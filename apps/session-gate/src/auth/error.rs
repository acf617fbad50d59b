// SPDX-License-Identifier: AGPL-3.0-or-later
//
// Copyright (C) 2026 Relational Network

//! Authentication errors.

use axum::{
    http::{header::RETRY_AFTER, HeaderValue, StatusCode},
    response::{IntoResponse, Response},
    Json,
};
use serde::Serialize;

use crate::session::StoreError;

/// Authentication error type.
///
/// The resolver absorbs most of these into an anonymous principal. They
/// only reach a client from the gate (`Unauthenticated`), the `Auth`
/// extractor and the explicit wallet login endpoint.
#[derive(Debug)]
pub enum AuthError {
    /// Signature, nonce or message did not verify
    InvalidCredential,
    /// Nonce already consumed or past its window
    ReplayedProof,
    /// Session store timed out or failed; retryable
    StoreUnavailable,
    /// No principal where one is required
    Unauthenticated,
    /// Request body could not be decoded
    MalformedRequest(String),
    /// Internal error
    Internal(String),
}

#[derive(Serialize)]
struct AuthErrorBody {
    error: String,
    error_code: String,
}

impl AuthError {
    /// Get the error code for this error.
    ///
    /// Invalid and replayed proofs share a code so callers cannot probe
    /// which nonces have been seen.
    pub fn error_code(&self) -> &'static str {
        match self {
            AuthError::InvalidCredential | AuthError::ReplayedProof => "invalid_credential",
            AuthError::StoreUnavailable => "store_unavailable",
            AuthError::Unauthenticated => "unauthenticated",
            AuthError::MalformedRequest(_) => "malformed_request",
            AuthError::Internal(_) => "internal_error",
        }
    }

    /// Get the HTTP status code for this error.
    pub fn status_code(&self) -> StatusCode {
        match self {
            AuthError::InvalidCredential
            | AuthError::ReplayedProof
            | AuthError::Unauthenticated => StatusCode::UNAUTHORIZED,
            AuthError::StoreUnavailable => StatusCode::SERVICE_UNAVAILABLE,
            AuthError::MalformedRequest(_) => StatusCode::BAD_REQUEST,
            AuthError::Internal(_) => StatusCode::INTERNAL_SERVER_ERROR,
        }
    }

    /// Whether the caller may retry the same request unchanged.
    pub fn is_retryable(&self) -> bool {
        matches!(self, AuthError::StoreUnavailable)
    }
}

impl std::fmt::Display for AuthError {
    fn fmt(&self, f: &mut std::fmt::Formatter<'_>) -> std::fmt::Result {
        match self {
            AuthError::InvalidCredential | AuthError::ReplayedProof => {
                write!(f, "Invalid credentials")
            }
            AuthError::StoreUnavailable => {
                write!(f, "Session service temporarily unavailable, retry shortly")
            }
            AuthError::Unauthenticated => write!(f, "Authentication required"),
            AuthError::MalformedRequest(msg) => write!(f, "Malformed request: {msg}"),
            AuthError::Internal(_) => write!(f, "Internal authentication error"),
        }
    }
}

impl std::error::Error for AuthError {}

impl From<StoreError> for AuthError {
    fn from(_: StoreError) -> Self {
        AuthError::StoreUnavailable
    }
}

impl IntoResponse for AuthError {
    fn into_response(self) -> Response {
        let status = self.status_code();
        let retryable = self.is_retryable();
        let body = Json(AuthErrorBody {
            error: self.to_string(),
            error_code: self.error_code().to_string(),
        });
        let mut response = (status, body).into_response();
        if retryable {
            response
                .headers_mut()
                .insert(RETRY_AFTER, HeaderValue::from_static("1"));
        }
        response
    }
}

--

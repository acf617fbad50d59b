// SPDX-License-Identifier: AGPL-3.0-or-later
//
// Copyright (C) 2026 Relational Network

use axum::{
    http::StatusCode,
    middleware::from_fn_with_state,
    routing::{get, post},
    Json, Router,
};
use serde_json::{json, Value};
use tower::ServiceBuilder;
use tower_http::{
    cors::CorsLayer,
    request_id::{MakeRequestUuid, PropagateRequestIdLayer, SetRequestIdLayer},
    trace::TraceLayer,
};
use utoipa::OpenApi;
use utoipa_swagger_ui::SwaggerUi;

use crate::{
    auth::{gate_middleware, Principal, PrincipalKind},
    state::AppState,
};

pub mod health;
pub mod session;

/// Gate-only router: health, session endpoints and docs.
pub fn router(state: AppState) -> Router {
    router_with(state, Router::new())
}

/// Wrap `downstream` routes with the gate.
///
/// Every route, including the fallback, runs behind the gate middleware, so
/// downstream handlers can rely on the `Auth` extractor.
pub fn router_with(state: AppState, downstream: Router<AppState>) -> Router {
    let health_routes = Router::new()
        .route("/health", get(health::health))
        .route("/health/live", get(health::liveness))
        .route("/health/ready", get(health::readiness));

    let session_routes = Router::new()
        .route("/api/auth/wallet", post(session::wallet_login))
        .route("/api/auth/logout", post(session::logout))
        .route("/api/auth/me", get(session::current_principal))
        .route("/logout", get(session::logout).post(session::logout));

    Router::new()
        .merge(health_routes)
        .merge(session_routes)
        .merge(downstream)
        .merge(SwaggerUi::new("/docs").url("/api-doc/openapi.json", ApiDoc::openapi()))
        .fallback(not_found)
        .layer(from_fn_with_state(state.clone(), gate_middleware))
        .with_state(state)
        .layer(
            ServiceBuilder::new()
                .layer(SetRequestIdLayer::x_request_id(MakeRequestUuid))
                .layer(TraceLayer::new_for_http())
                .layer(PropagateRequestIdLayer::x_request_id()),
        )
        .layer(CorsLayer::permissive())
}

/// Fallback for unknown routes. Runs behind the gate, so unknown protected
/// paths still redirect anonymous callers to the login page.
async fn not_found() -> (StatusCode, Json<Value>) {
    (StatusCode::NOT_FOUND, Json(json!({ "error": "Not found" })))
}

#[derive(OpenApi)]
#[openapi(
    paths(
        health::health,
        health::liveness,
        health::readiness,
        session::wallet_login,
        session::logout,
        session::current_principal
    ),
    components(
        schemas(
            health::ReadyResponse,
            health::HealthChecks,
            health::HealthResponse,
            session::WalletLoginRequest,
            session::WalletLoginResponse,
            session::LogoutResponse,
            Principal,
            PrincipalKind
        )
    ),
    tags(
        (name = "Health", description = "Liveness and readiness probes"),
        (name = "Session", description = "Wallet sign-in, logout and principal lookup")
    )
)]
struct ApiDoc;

_WHAT YOU HAVE TO DO_
Copy the records above exactly, beginning at the line that contains "filename apps/session-gate/src/auth/error.rs" and stopping after the line that contains "use crate::session::StoreError;".

_TASK SOLUTION_
filename apps/session-gate/src/auth/error.rs
repository acf617fbad50d59b
// SPDX-License-Identifier: AGPL-3.0-or-later
//
// Copyright (C) 2026 Relational Network

//! Authentication errors.

use axum::{
    http::{header::RETRY_AFTER, HeaderValue, StatusCode},
    response::{IntoResponse, Response},
    Json,
};
use serde::Serialize;

use crate::session::StoreError;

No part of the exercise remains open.